Dataset entries:
☆ ☆ ☆ ☆ ☆

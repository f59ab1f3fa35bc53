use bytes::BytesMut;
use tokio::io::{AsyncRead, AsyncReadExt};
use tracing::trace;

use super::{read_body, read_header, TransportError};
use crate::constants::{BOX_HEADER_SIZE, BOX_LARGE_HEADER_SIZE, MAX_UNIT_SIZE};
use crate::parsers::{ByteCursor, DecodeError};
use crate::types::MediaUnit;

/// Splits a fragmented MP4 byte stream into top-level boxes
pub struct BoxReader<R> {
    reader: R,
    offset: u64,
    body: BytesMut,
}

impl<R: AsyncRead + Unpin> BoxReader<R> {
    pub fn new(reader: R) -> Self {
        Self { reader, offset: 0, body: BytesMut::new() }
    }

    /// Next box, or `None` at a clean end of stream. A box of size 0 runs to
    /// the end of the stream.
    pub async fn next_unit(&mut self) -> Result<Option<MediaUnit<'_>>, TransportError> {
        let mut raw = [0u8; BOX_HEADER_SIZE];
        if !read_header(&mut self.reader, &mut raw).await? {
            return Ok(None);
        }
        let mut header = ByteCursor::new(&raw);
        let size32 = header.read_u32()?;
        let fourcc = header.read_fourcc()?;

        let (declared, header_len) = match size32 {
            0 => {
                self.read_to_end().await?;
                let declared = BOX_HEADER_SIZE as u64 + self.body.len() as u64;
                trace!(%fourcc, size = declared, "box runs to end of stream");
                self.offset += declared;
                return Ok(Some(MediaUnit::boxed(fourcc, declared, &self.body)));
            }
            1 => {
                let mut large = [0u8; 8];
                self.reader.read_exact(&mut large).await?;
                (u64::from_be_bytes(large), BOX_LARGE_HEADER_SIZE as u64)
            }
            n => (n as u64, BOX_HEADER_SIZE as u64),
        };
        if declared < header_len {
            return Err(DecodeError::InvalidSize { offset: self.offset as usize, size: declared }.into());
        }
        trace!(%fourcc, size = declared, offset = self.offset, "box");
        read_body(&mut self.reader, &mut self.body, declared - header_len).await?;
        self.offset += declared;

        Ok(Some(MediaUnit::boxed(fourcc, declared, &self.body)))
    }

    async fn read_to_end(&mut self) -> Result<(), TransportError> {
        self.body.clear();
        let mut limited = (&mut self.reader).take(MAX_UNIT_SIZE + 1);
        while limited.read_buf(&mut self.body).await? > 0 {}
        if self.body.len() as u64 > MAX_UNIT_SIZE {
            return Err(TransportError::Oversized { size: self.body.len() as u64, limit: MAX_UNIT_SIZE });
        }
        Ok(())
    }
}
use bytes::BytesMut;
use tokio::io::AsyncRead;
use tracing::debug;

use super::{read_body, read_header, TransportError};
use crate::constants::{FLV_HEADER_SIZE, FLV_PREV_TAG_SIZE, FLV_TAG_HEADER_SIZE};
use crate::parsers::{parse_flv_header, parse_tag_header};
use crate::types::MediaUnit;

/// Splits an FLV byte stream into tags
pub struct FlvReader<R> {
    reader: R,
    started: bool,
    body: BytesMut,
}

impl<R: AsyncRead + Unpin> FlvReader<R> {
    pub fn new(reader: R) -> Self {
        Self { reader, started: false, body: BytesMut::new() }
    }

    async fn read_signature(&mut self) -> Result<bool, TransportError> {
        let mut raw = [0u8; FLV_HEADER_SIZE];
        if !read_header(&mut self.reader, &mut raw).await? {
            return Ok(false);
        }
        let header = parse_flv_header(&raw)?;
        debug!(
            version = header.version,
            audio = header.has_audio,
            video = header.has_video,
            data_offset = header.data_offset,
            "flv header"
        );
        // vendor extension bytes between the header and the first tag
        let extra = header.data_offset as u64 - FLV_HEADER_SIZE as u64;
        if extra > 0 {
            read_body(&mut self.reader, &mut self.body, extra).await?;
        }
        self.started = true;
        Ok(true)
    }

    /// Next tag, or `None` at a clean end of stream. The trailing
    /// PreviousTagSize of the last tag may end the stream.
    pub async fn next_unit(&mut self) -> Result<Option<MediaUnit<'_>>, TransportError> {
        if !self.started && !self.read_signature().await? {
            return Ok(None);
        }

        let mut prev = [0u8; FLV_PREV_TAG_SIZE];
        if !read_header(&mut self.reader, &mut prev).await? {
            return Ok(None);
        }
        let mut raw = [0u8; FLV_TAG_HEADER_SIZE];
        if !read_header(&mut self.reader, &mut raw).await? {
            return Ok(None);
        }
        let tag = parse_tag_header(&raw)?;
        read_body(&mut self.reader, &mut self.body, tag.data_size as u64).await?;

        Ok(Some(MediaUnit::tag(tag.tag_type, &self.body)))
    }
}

☆ ☆ ☆ ☆ ☆

▶ **Task brief**
All lines with the string "trace" must be copied from the data.

▶ **Result for this exercise**
use tracing::trace;
                trace!(%fourcc, size = declared, "box runs to end of stream");
        trace!(%fourcc, size = declared, offset = self.offset, "box");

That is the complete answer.